WHAT IS EXPECTED → Look over the lines below. Report each one that includes the string "principal".
*** THE RECORDS Section Begins ***
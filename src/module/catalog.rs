//! 模块目录
//!
//! 当前已激活模块的内存索引，是"哪些模块正在运行"的唯一依据。
//! 命令分发时频繁读取，写入只发生在加载与卸载的短临界区内。

use std::collections::HashMap;
use std::sync::Arc;

use chrono::{DateTime, Utc};
use tokio::sync::RwLock;

use super::artifact::RuntimeKind;
use super::metadata::{ModuleDescriptor, Origin};
use super::runtime::ExecutionContext;

/// 已加载模块
pub struct LoadedModule {
    descriptor: ModuleDescriptor,
    source_location: String,
    context: Box<dyn ExecutionContext>,
    loaded_at: DateTime<Utc>,
}

impl LoadedModule {
    pub fn new(
        descriptor: ModuleDescriptor,
        source_location: String,
        context: Box<dyn ExecutionContext>,
    ) -> Self {
        Self {
            descriptor,
            source_location,
            context,
            loaded_at: Utc::now(),
        }
    }

    pub fn name(&self) -> &str {
        &self.descriptor.name
    }

    pub fn descriptor(&self) -> &ModuleDescriptor {
        &self.descriptor
    }

    pub fn origin(&self) -> Origin {
        self.descriptor.origin
    }

    /// 加载时使用的制品位置
    pub fn source_location(&self) -> &str {
        &self.source_location
    }

    pub fn runtime(&self) -> RuntimeKind {
        self.context.runtime()
    }

    pub fn loaded_at(&self) -> DateTime<Utc> {
        self.loaded_at
    }

    /// 释放执行上下文
    pub async fn shutdown(&self) {
        self.context.shutdown().await;
    }
}

impl std::fmt::Debug for LoadedModule {
    fn fmt(&self, f: &mut std::fmt::Formatter<'_>) -> std::fmt::Result {
        f.debug_struct("LoadedModule")
            .field("name", &self.descriptor.name)
            .field("origin", &self.descriptor.origin)
            .field("source_location", &self.source_location)
            .field("runtime", &self.runtime())
            .finish()
    }
}

/// 模块目录
#[derive(Default)]
pub struct ModuleCatalog {
    modules: RwLock<HashMap<String, Arc<LoadedModule>>>,
}

impl ModuleCatalog {
    pub fn new() -> Self {
        Self::default()
    }

    /// 插入或替换条目，返回被替换的旧条目
    pub async fn insert(&self, module: LoadedModule) -> Option<Arc<LoadedModule>> {
        let name = module.name().to_string();
        self.modules.write().await.insert(name, Arc::new(module))
    }

    /// 移除条目
    pub async fn remove(&self, name: &str) -> Option<Arc<LoadedModule>> {
        self.modules.write().await.remove(name)
    }

    pub async fn get(&self, name: &str) -> Option<Arc<LoadedModule>> {
        self.modules.read().await.get(name).cloned()
    }

    pub async fn contains(&self, name: &str) -> bool {
        self.modules.read().await.contains_key(name)
    }

    /// 模块描述符
    pub async fn descriptor(&self, name: &str) -> Option<ModuleDescriptor> {
        self.modules
            .read()
            .await
            .get(name)
            .map(|m| m.descriptor().clone())
    }

    /// 按来源列出描述符（按名称排序）
    pub async fn descriptors(&self, origin: Option<Origin>) -> Vec<ModuleDescriptor> {
        let mut descriptors: Vec<ModuleDescriptor> = self
            .modules
            .read()
            .await
            .values()
            .filter(|m| origin.map_or(true, |o| m.origin() == o))
            .map(|m| m.descriptor().clone())
            .collect();
        descriptors.sort_by(|a, b| a.name.cmp(&b.name));
        descriptors
    }

    /// 已加载模块名（排序）
    pub async fn names(&self) -> Vec<String> {
        let mut names: Vec<String> = self.modules.read().await.keys().cloned().collect();
        names.sort();
        names
    }

    pub async fn len(&self) -> usize {
        self.modules.read().await.len()
    }

    pub async fn is_empty(&self) -> bool {
        self.modules.read().await.is_empty()
    }
}

#[cfg(test)]
mod tests {
    use super::*;
    use crate::host::services::ModuleHost;
    use crate::utils::Result;
    use async_trait::async_trait;

    struct NoopContext;

    #[async_trait]
    impl ExecutionContext for NoopContext {
        async fn register(&self, host: ModuleHost) -> Result<ModuleDescriptor> {
            Ok(ModuleDescriptor::new(host.name()))
        }

        async fn shutdown(&self) {}

        fn runtime(&self) -> RuntimeKind {
            RuntimeKind::Native
        }
    }

    fn loaded(name: &str, origin: Origin) -> LoadedModule {
        let mut descriptor = ModuleDescriptor::new(name);
        descriptor.origin = origin;
        LoadedModule::new(descriptor, format!("{}.yaml", name), Box::new(NoopContext))
    }

    #[tokio::test]
    async fn test_insert_replace_remove() {
        let catalog = ModuleCatalog::new();
        assert!(catalog.insert(loaded("echo", Origin::User)).await.is_none());
        assert!(catalog.insert(loaded("echo", Origin::User)).await.is_some());
        assert_eq!(catalog.len().await, 1);

        let removed = catalog.remove("echo").await.unwrap();
        assert_eq!(removed.source_location(), "echo.yaml");
        assert!(catalog.remove("echo").await.is_none());
        assert!(catalog.is_empty().await);
    }

    #[tokio::test]
    async fn test_descriptors_by_origin() {
        let catalog = ModuleCatalog::new();
        catalog.insert(loaded("b", Origin::User)).await;
        catalog.insert(loaded("a", Origin::User)).await;
        catalog.insert(loaded("core", Origin::System)).await;

        let user: Vec<_> = catalog
            .descriptors(Some(Origin::User))
            .await
            .into_iter()
            .map(|d| d.name)
            .collect();
        assert_eq!(user, vec!["a", "b"]);
        assert_eq!(catalog.descriptors(None).await.len(), 3);
        assert_eq!(catalog.names().await, vec!["a", "b", "core"]);
    }
}
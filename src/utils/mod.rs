//! 工具模块
//!
//! 包含错误类型、令牌生成和日志系统。

pub mod error;
pub mod id;
pub mod logger;

// 重导出常用类型
pub use error::{error_code, CoreError, Result};
pub use id::{generate_token, is_valid_token};
pub use logger::{LogGuard, Logger, LoggerConfig, LoggerConfigBuilder, RotationStrategy};
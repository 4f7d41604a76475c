//! modhost 命令行入口
//!
//! 启动模块宿主，或者离线查看注册表与配置。
//!
//! # 命令概览
//!
//! - `start` - 启动宿主并进入交互控制台
//! - `list` - 列出注册表中的模块记录
//! - `check-config` - 验证配置文件
//! - `version` - 显示版本信息
//!
//! # 使用示例
//!
//! ```bash
//! # 使用默认配置文件 modhost.yaml 启动
//! modhost start
//!
//! # 指定配置文件与日志级别
//! modhost -c host.yaml -l debug start
//!
//! # 只看系统模块
//! modhost list --system
//! ```

use std::path::{Path, PathBuf};
use std::sync::Arc;

use clap::{Parser, Subcommand};
use tokio::io::{AsyncBufReadExt, BufReader};
use tokio::signal;
use tokio_util::sync::CancellationToken;
use tracing::{info, warn};

use modhost::{
    entrypoint_fn, handler_fn, CommandReply, CommandRequest, FileModuleRegistry, HostConfig,
    LifecycleManager, LoadOutcome, Logger, LoggerConfig, ModuleAdmin, ModuleDescriptor,
    ModuleRegistry, NativeRuntime, Origin, RecordFilter,
};

/// modhost - 热插拔模块宿主
#[derive(Parser)]
#[command(name = "modhost")]
#[command(version, about = "热插拔模块宿主", long_about = None)]
#[command(propagate_version = true)]
struct Cli {
    /// 配置文件路径
    #[arg(short, long, default_value = "modhost.yaml", global = true)]
    config: PathBuf,

    /// 日志级别，覆盖配置文件 (trace, debug, info, warn, error)
    #[arg(short, long, global = true)]
    log_level: Option<String>,

    /// 子命令
    #[command(subcommand)]
    command: Option<Commands>,
}

/// 可用的子命令
#[derive(Subcommand)]
enum Commands {
    /// 启动宿主
    ///
    /// 加载模块目录与注册表中的模块，然后从标准输入读取控制命令。
    /// 按 Ctrl+C 卸载全部模块后退出。
    Start,

    /// 列出注册表中的模块
    List {
        /// 只显示系统模块
        #[arg(long, conflicts_with = "user")]
        system: bool,

        /// 只显示用户模块
        #[arg(long)]
        user: bool,
    },

    /// 验证配置文件
    CheckConfig {
        /// 配置文件路径（不指定则使用全局 -c 选项）
        #[arg(short, long)]
        config: Option<PathBuf>,
    },

    /// 查看版本信息
    Version,
}

/// 加载配置，文件不存在时使用默认配置
async fn load_config(
    path: &Path,
    log_level: Option<String>,
) -> Result<HostConfig, Box<dyn std::error::Error>> {
    let mut config = if path.exists() {
        HostConfig::from_file(path).await?
    } else {
        eprintln!("配置文件 {} 不存在，使用默认配置", path.display());
        HostConfig::default()
    };
    if let Some(level) = log_level {
        config.logging.level = level;
    }
    Ok(config)
}

/// 内置原生模块：原样回显参数
fn builtin_natives() -> NativeRuntime {
    NativeRuntime::new().with_entrypoint(
        "echo",
        entrypoint_fn(|host| async move {
            host.commands().register(
                "echo",
                handler_fn(|req: CommandRequest| async move {
                    Ok(CommandReply::text(req.args.join(" ")))
                }),
            );
            Ok(ModuleDescriptor::new(host.name())
                .with_description("回显")
                .with_command("echo", "原样返回参数"))
        }),
    )
}

/// 启动宿主
async fn run_start(config: HostConfig) -> Result<(), Box<dyn std::error::Error>> {
    config.validate()?;
    let _guard = Logger::init(LoggerConfig::from_log_config(&config.logging))?;

    let actor = config.principal.clone();
    let manager = Arc::new(
        LifecycleManager::builder(config)
            .native(builtin_natives())
            .build()
            .await?,
    );
    let admin = ModuleAdmin::open(manager.clone()).await?;

    let cancel = CancellationToken::new();
    let report = manager.boot(&cancel).await;
    for (location, reason) in &report.failed {
        warn!(source = %location, reason = %reason, "启动时加载失败");
    }

    println!();
    println!("modhost {} 已启动", modhost::VERSION);
    println!(
        "  已加载: {}  跳过: {}  失败: {}",
        report.loaded.len(),
        report.skipped.len(),
        report.failed.len()
    );
    println!("  输入 help 查看控制命令，Ctrl+C 退出");
    println!();

    let mut lines = BufReader::new(tokio::io::stdin()).lines();
    loop {
        tokio::select! {
            _ = signal::ctrl_c() => {
                println!();
                info!("收到关闭信号");
                break;
            }
            line = lines.next_line() => {
                match line? {
                    Some(line) => {
                        if !run_console_line(&admin, &actor, line.trim(), &cancel).await {
                            break;
                        }
                    }
                    None => break,
                }
            }
        }
    }

    cancel.cancel();
    manager.shutdown().await;
    info!("modhost 已关闭");
    Ok(())
}

/// 执行一行控制台输入，返回 false 表示退出
async fn run_console_line(
    admin: &ModuleAdmin,
    actor: &str,
    line: &str,
    cancel: &CancellationToken,
) -> bool {
    let mut parts = line.split_whitespace();
    let Some(head) = parts.next() else {
        return true;
    };
    let arg = parts.next().unwrap_or_default();

    let output = match head {
        "quit" | "exit" => return false,
        "help" => Ok(console_help(admin).await),
        "list" => Ok(list_loaded(admin).await),
        "load" => admin.load(actor, arg, cancel).await.map(|outcome| match outcome {
            LoadOutcome::Loaded(d) => {
                format!("已加载模块 {}（{} 个命令）", d.name, d.commands.len())
            }
            LoadOutcome::ConflictPending(token) => {
                format!("模块已在运行，输入 confirm {} 覆盖，或 cancel {} 放弃", token, token)
            }
        }),
        "confirm" => admin.confirm(actor, arg, cancel).await.map(|d| match d {
            Some(d) => format!("已覆盖模块 {}", d.name),
            None => "提案不存在或已处理".to_string(),
        }),
        "cancel" => admin.cancel(actor, arg).map(|ok| yes_no(ok, "已取消提案", "提案不存在")),
        "unload" => admin
            .unload(actor, arg)
            .await
            .map(|ok| yes_no(ok, "已卸载", "模块未加载")),
        "reload" => admin
            .reload(actor, arg, cancel)
            .await
            .map(|ok| yes_no(ok, "已重载", "注册表中没有该模块")),
        "delete" => admin
            .delete(actor, arg)
            .await
            .map(|ok| yes_no(ok, "已删除", "模块不存在或为系统模块")),
        "admin" => {
            let target = parts.next().unwrap_or_default();
            match arg {
                "add" => admin
                    .add_admin(actor, target)
                    .await
                    .map(|ok| yes_no(ok, "已添加管理员", "已经是管理员")),
                "remove" => admin
                    .remove_admin(actor, target)
                    .await
                    .map(|ok| yes_no(ok, "已移除管理员", "不是可移除的管理员")),
                _ => Ok(format!("管理员: {}", admin.authorizer().admins().join(", "))),
            }
        }
        command if command.starts_with('/') => {
            let request = CommandRequest::new(&command[1..], actor)
                .with_args(std::iter::once(arg).filter(|a| !a.is_empty()).chain(parts));
            admin.dispatch(request).await.map(|reply| reply.text)
        }
        other => Ok(format!("未知命令: {}，输入 help 查看帮助", other)),
    };

    match output {
        Ok(text) => println!("{}", text),
        Err(e) => println!("错误 [{}]: {}", e.error_code(), e),
    }
    true
}

fn yes_no(ok: bool, yes: &str, no: &str) -> String {
    let text = if ok { yes } else { no };
    text.to_string()
}

async fn console_help(admin: &ModuleAdmin) -> String {
    format!(
        "控制命令:\n\
         \x20 load <路径或URL>  confirm <令牌>  cancel <令牌>\n\
         \x20 unload <名称>  reload <名称>  delete <名称>\n\
         \x20 admin [add|remove <ID>]  list  help  quit\n\
         \x20 /<命令> [参数...]  调用模块命令\n\n{}",
        admin.help().await
    )
}

async fn list_loaded(admin: &ModuleAdmin) -> String {
    let modules = admin.manager().modules(None).await;
    if modules.is_empty() {
        return "当前没有已加载的模块".to_string();
    }
    modules
        .iter()
        .map(|m| format!("{:<24} {:<8} {} 个命令", m.name, m.origin, m.commands.len()))
        .collect::<Vec<_>>()
        .join("\n")
}

/// 列出注册表记录
async fn list_records(
    config: &HostConfig,
    filter: RecordFilter,
) -> Result<(), Box<dyn std::error::Error>> {
    let registry = FileModuleRegistry::open(config.paths.registry_file()).await?;
    let records = registry.list(filter).await?;

    println!();
    println!("注册表: {}", config.paths.registry_file().display());
    println!("═══════════════════════════════════════");
    if records.is_empty() {
        println!("  （空）");
    }
    for record in records {
        println!(
            "  {:<24} {:<8} {}  {}",
            record.name,
            record.origin,
            if record.is_active { "激活" } else { "停用" },
            record.source_location
        );
        println!(
            "  {:<24} 添加于 {}  更新于 {}",
            "",
            record.created_at.format("%Y-%m-%d %H:%M:%S"),
            record.updated_at.format("%Y-%m-%d %H:%M:%S")
        );
    }
    println!("═══════════════════════════════════════");
    Ok(())
}

/// 检查配置文件
async fn check_config(path: &Path) -> Result<(), Box<dyn std::error::Error>> {
    println!("检查配置文件: {}", path.display());
    println!();

    let config = match HostConfig::from_file(path).await {
        Ok(config) => config,
        Err(e) => {
            println!("❌ 配置文件无法读取: {}", e);
            return Err(Box::new(e));
        }
    };
    if let Err(e) = config.validate() {
        println!("❌ 配置文件无效: {}", e);
        return Err(Box::new(e));
    }

    println!("✅ 配置文件有效！");
    println!();
    println!("────────────────────────────────────────");
    println!("  所有者:           {}", config.principal);
    println!("  管理员:           {:?}", config.admins);
    println!("  用户模块公开:     {}", if config.public_user_modules { "是" } else { "否" });
    println!("  系统模块目录:     {}", config.paths.system_modules.display());
    println!("  用户模块目录:     {}", config.paths.user_modules.display());
    println!("  注册表文件:       {}", config.paths.registry_file().display());
    println!("  错误日志:         {}", config.paths.error_log_file().display());
    println!("  安装器:           {}", config.provisioning.installer.join(" "));
    println!("  安装超时:         {} 秒", config.provisioning.timeout_secs);
    println!("  注册超时:         {} ms", config.runtime.register_timeout_ms);
    println!("  日志级别:         {}", config.logging.level);
    println!("────────────────────────────────────────");
    Ok(())
}

fn print_version() {
    println!();
    println!("modhost - 热插拔模块宿主");
    println!("═══════════════════════════════════════");
    println!("  版本:             {}", modhost::VERSION);
    println!("  目标平台:         {}", std::env::consts::ARCH);
    println!("  操作系统:         {}", std::env::consts::OS);
    println!("═══════════════════════════════════════");
    println!();
}

#[tokio::main]
async fn main() -> Result<(), Box<dyn std::error::Error>> {
    let cli = Cli::parse();

    match cli.command {
        Some(Commands::Start) | None => {
            let config = load_config(&cli.config, cli.log_level).await?;
            run_start(config).await?;
        }

        Some(Commands::List { system, user }) => {
            let config = load_config(&cli.config, cli.log_level).await?;
            let filter = if system {
                RecordFilter::origin(Origin::System)
            } else if user {
                RecordFilter::origin(Origin::User)
            } else {
                RecordFilter::all()
            };
            list_records(&config, filter).await?;
        }

        Some(Commands::CheckConfig { config }) => {
            let path = config.unwrap_or(cli.config);
            check_config(&path).await?;
        }

        Some(Commands::Version) => {
            print_version();
        }
    }

    Ok(())
}
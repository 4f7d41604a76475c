//! 模块管理
//!
//! 包含模块生命周期的全部组件：
//! - 元数据、制品与执行上下文
//! - 依赖安装、注册表与错误日志
//! - 目录、冲突提案、加载器与生命周期管理器

pub mod artifact;
pub mod catalog;
pub mod conflict;
pub mod error_sink;
pub mod lifecycle;
pub mod loader;
pub mod metadata;
pub mod provisioner;
pub mod registry;
pub mod runtime;

// 重导出常用类型
pub use artifact::{ArtifactFetcher, ArtifactManifest, ArtifactSource, DefaultFetcher, RuntimeKind};
pub use catalog::{LoadedModule, ModuleCatalog};
pub use conflict::{ConflictResolver, Proposal};
pub use error_sink::{ErrorSink, MemoryErrorSink, NdjsonErrorSink};
pub use lifecycle::{BootReport, LifecycleBuilder, LifecycleManager, LoadOutcome};
pub use metadata::{
    DependencySpec, LoadFailure, ModuleDescriptor, ModuleRecord, Origin, RecordFilter,
};
pub use provisioner::{CommandInstaller, DependencyProvisioner, PackageInstaller};
pub use registry::{FileModuleRegistry, ModuleRegistry};
pub use runtime::{
    entrypoint_fn, ExecutionContext, ModuleEntrypoint, ModuleRuntime, NativeRuntime, ProcessRuntime,
};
*** THE RECORDS Section Ends ***
EXERCISE OUTPUT →
    let actor = config.principal.clone();
    println!("  所有者:           {}", config.principal);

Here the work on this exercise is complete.